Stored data
----
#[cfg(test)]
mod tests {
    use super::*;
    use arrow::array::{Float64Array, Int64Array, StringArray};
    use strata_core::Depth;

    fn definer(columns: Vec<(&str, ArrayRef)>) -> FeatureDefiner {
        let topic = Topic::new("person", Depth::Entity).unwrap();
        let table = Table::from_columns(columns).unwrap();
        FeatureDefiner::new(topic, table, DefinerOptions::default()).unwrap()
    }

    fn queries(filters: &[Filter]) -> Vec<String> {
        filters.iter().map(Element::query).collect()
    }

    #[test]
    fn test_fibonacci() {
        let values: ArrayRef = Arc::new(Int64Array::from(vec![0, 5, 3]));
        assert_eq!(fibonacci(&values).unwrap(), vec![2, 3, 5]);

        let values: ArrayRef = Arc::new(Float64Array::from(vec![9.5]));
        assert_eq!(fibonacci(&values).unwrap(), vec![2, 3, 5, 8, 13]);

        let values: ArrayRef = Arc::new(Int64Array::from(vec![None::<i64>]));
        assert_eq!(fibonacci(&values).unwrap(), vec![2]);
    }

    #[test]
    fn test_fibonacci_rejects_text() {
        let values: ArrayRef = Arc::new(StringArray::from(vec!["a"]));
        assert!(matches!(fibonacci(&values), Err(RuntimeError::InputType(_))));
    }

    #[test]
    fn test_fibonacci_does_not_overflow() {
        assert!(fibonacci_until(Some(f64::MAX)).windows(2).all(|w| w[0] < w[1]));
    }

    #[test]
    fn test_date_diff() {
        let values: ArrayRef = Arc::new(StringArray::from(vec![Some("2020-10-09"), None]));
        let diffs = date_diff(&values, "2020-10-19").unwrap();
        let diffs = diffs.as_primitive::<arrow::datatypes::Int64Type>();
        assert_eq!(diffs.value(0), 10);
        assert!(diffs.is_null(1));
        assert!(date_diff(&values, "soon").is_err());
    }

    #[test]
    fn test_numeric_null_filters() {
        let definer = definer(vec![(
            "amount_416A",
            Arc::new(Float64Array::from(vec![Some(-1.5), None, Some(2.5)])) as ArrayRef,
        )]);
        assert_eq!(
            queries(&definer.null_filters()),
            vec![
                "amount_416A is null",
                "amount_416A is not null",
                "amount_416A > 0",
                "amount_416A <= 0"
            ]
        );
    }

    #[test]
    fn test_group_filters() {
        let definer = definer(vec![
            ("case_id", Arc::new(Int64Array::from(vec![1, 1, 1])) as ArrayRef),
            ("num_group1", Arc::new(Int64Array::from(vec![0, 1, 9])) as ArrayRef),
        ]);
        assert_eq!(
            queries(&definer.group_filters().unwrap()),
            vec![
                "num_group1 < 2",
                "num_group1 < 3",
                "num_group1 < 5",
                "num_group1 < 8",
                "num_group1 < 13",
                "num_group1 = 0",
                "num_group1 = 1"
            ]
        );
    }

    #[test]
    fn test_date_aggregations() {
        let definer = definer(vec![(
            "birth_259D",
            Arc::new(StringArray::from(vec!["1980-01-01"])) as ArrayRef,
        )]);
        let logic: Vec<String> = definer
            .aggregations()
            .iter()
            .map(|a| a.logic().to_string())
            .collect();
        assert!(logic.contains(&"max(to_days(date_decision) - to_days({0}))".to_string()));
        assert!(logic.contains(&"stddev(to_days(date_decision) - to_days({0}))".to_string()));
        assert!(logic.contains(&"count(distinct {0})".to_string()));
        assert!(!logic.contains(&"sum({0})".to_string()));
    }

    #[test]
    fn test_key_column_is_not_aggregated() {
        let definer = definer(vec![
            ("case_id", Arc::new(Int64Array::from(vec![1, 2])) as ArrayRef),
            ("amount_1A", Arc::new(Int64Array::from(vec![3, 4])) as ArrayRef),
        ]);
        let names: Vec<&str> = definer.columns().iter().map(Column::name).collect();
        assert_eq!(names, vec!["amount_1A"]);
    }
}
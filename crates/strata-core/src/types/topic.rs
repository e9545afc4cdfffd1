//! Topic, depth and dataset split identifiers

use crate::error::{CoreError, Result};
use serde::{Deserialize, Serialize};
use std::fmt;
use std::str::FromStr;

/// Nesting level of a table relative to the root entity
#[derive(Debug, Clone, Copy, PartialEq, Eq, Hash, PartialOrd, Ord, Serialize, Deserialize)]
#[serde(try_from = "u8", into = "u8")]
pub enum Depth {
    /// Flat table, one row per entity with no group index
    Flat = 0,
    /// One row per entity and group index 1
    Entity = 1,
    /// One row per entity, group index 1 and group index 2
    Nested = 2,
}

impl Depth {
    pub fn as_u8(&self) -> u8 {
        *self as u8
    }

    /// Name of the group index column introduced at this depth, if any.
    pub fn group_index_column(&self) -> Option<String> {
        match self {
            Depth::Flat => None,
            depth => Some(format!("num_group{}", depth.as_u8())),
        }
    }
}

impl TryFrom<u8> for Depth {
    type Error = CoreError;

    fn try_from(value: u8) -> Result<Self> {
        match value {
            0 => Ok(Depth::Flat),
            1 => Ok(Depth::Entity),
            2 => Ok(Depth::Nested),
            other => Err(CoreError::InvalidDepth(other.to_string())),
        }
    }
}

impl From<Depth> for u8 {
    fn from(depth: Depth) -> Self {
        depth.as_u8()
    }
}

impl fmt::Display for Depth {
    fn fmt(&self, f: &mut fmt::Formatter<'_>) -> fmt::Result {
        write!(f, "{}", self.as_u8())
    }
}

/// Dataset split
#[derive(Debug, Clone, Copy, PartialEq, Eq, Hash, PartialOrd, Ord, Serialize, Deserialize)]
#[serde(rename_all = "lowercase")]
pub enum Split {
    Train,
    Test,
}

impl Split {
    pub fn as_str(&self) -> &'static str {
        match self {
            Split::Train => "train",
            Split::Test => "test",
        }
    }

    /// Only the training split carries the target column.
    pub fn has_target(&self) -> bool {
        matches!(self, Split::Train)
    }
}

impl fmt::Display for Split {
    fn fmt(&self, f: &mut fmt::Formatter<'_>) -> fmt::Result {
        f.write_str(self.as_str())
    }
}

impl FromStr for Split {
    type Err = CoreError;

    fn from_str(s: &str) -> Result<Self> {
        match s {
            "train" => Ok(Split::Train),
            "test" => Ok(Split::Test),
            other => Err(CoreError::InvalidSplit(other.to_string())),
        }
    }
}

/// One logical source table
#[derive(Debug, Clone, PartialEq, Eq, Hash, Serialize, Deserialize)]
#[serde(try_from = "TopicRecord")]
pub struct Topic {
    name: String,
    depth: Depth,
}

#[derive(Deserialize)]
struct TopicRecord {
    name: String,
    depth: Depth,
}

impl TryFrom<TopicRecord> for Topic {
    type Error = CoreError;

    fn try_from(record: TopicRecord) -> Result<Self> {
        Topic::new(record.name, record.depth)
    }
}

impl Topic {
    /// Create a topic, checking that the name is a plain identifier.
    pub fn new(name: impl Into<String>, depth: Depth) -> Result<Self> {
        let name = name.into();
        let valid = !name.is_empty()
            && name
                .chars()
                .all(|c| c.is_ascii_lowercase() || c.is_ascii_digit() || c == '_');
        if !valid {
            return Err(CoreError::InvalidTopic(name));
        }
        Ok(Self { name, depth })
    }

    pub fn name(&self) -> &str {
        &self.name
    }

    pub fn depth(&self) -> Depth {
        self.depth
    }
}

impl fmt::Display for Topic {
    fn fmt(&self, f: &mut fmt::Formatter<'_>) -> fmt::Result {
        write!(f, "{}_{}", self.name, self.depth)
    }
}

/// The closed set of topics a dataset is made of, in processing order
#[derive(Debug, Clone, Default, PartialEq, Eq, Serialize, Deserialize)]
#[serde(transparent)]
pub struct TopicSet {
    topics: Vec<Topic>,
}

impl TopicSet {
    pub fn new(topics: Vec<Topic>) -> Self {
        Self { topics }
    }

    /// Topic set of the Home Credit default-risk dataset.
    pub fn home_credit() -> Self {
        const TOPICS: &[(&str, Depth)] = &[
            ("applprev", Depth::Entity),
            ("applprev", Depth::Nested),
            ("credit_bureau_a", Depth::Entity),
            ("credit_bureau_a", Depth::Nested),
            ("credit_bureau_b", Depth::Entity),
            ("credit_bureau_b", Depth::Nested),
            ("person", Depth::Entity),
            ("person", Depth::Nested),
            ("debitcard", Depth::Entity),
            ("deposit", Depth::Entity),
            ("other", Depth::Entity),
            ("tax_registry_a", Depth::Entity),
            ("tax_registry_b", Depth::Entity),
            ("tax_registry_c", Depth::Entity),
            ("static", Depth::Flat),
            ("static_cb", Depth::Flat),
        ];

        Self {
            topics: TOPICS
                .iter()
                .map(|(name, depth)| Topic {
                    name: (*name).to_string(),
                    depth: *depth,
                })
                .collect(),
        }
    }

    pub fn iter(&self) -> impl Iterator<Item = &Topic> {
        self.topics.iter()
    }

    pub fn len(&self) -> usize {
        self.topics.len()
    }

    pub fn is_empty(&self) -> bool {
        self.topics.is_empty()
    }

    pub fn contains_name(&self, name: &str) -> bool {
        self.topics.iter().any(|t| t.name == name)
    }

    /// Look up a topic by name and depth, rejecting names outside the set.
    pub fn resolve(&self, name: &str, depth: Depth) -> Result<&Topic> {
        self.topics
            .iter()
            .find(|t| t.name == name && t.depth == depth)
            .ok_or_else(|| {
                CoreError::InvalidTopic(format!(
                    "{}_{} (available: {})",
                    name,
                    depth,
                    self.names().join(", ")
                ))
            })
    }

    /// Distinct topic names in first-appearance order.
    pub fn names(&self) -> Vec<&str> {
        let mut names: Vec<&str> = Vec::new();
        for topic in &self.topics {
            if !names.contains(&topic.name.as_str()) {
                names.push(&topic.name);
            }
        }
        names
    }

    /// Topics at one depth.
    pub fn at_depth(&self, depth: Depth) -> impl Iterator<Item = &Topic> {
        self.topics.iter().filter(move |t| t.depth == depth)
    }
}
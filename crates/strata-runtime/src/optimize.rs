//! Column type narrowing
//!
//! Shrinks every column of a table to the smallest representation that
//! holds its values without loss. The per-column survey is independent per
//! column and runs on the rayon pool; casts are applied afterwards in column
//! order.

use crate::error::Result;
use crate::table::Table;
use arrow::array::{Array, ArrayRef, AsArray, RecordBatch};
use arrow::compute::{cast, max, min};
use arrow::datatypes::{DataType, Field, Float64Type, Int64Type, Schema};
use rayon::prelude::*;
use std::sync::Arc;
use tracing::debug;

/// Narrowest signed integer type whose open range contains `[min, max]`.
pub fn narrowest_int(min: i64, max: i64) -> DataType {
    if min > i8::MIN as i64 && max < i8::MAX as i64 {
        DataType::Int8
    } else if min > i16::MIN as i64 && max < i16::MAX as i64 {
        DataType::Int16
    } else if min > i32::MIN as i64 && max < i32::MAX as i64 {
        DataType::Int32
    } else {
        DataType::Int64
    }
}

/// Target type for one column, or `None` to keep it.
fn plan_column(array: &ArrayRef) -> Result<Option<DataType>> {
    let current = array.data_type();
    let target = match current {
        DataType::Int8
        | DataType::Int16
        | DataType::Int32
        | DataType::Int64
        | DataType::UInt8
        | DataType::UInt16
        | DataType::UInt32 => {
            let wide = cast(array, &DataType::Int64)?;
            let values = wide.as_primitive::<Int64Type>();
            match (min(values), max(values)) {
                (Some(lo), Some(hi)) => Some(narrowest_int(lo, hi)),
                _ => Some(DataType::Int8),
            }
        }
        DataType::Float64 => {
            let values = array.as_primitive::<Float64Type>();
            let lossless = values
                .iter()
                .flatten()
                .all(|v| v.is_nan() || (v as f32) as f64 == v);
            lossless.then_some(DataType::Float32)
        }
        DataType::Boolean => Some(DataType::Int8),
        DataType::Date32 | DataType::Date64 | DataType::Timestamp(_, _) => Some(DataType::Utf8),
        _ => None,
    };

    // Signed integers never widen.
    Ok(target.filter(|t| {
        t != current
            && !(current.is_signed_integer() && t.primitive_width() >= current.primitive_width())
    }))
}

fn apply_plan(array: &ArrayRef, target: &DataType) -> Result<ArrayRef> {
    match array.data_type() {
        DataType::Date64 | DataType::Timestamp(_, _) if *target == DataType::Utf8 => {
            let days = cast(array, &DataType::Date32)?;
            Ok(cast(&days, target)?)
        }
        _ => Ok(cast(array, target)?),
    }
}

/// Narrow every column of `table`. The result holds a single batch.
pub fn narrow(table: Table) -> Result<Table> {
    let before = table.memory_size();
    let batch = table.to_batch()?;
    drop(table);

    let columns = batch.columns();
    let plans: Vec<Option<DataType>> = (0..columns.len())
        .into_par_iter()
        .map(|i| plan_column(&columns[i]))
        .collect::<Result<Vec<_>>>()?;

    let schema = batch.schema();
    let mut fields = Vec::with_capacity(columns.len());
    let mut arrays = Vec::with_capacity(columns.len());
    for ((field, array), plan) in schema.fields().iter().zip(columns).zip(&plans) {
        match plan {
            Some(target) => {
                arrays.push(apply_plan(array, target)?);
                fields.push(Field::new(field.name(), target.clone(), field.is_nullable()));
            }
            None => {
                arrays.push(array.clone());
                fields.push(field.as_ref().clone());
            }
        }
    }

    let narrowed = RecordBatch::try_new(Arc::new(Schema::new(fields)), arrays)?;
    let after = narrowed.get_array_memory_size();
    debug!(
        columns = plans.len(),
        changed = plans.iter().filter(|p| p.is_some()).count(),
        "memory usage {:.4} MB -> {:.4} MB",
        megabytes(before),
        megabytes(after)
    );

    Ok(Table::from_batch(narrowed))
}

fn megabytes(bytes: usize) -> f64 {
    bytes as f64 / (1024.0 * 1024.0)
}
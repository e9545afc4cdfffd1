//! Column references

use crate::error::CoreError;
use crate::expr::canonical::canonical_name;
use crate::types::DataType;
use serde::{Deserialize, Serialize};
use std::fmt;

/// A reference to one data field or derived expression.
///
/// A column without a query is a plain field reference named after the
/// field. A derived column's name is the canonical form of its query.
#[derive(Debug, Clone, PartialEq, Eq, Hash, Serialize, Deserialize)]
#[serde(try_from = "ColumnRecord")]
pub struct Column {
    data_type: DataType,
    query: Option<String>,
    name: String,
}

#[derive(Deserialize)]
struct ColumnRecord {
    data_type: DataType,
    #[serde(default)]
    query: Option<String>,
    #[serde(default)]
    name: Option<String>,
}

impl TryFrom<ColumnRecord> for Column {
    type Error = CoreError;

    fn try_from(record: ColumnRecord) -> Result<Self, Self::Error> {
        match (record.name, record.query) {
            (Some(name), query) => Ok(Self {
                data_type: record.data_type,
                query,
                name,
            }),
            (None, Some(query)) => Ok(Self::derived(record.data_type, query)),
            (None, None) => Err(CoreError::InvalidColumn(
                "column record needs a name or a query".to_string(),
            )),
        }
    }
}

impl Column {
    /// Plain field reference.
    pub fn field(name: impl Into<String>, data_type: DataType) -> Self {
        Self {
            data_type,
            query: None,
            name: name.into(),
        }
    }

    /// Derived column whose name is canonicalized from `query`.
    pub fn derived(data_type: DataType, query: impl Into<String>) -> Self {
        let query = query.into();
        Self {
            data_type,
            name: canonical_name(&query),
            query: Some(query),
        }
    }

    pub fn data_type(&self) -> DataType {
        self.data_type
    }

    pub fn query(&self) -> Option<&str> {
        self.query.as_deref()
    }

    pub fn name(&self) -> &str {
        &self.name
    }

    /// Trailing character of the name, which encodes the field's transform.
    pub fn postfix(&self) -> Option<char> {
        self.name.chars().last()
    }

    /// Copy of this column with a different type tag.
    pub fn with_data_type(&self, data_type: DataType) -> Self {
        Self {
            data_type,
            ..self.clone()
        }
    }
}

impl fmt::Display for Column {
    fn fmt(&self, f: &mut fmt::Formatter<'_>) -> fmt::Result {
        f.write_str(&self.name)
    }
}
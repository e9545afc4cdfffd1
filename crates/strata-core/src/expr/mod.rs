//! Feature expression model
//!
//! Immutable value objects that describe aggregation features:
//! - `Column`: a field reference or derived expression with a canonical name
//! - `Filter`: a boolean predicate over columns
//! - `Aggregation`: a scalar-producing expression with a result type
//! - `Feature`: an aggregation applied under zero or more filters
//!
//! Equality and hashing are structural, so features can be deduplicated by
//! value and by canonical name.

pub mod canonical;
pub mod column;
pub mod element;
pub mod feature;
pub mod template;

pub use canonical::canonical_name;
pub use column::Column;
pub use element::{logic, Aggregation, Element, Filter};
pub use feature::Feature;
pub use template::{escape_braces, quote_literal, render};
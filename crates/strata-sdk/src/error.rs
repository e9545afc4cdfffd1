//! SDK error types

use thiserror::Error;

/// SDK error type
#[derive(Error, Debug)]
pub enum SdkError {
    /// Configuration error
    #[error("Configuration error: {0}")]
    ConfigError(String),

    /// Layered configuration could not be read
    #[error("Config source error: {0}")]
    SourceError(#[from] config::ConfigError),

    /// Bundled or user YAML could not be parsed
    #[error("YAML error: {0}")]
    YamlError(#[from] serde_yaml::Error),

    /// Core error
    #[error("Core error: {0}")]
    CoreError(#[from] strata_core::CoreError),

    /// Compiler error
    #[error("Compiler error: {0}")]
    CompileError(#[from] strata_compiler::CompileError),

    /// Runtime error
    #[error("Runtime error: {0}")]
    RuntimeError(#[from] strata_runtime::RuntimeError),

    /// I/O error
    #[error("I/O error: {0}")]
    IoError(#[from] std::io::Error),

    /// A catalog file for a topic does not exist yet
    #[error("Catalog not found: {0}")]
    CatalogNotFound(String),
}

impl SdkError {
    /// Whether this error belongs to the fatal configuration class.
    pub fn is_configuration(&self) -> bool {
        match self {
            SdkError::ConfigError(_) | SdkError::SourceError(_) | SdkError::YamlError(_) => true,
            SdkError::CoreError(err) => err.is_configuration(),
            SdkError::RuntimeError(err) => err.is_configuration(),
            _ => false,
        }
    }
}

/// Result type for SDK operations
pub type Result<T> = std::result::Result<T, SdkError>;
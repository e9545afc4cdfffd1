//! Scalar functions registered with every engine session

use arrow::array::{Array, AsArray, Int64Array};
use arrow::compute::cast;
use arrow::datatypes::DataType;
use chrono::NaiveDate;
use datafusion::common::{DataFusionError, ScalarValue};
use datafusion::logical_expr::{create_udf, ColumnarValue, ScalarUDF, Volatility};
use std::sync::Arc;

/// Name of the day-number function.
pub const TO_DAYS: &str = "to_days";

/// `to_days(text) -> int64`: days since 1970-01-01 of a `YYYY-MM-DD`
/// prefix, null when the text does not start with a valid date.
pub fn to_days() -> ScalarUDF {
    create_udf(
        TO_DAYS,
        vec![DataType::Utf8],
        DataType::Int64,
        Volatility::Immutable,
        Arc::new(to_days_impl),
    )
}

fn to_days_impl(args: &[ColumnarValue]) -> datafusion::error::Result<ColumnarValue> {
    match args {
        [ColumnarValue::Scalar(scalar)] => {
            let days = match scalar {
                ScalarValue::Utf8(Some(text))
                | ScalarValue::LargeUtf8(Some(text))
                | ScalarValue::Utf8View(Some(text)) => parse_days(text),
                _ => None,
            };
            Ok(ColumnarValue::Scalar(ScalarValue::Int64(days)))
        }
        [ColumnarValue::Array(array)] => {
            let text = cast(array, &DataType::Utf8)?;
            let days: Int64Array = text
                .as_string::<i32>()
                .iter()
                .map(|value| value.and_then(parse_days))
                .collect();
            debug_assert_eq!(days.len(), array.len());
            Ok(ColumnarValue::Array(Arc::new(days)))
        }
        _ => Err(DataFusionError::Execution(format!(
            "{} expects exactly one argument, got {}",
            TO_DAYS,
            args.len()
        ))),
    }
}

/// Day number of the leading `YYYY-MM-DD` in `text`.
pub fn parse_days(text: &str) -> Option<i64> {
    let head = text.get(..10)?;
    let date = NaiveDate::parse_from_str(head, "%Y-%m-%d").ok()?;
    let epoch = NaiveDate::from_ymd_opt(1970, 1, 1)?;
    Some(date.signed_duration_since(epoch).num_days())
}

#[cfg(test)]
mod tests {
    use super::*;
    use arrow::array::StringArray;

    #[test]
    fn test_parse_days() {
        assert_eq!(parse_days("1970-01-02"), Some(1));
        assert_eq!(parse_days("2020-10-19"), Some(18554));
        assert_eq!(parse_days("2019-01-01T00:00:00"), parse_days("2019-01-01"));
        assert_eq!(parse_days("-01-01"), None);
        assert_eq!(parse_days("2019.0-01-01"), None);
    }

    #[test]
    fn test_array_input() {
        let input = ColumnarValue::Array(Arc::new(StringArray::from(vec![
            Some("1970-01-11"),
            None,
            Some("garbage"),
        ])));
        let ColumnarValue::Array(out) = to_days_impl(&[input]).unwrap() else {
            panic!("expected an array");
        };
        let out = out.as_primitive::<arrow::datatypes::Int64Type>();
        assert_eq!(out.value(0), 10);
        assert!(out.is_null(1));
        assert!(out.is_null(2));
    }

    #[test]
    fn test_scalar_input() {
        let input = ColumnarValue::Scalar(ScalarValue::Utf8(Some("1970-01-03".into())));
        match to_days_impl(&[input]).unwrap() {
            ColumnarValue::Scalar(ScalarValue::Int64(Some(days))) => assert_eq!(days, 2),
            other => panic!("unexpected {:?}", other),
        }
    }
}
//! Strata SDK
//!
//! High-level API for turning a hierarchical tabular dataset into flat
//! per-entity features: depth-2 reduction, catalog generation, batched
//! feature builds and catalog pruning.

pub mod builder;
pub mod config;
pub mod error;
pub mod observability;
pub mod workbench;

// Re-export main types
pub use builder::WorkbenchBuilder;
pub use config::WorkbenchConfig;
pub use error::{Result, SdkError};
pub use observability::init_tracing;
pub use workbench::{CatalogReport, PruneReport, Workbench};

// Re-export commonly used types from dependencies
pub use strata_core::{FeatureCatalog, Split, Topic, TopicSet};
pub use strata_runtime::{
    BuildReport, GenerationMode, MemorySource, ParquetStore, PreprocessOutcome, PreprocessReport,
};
----
### TASK DETAILS
In the entries above, find the line holding "pub fn at_depth(&self, depth: Depth)" and the line holding "as f64 == v);", then retype exactly those two lines and every line between them, and nothing else.

### ANSWER SPACE
    pub fn at_depth(&self, depth: Depth) -> impl Iterator<Item = &Topic> {
        self.topics.iter().filter(move |t| t.depth == depth)
    }
}
filename crates/strata-runtime/src/optimize.rs
//! Column type narrowing
//!
//! Shrinks every column of a table to the smallest representation that
//! holds its values without loss. The per-column survey is independent per
//! column and runs on the rayon pool; casts are applied afterwards in column
//! order.

use crate::error::Result;
use crate::table::Table;
use arrow::array::{Array, ArrayRef, AsArray, RecordBatch};
use arrow::compute::{cast, max, min};
use arrow::datatypes::{DataType, Field, Float64Type, Int64Type, Schema};
use rayon::prelude::*;
use std::sync::Arc;
use tracing::debug;

/// Narrowest signed integer type whose open range contains `[min, max]`.
pub fn narrowest_int(min: i64, max: i64) -> DataType {
    if min > i8::MIN as i64 && max < i8::MAX as i64 {
        DataType::Int8
    } else if min > i16::MIN as i64 && max < i16::MAX as i64 {
        DataType::Int16
    } else if min > i32::MIN as i64 && max < i32::MAX as i64 {
        DataType::Int32
    } else {
        DataType::Int64
    }
}

/// Target type for one column, or `None` to keep it.
fn plan_column(array: &ArrayRef) -> Result<Option<DataType>> {
    let current = array.data_type();
    let target = match current {
        DataType::Int8
        | DataType::Int16
        | DataType::Int32
        | DataType::Int64
        | DataType::UInt8
        | DataType::UInt16
        | DataType::UInt32 => {
            let wide = cast(array, &DataType::Int64)?;
            let values = wide.as_primitive::<Int64Type>();
            match (min(values), max(values)) {
                (Some(lo), Some(hi)) => Some(narrowest_int(lo, hi)),
                _ => Some(DataType::Int8),
            }
        }
        DataType::Float64 => {
            let values = array.as_primitive::<Float64Type>();
            let lossless = values
                .iter()
                .flatten()
                .all(|v| v.is_nan() || (v as f32) as f64 == v);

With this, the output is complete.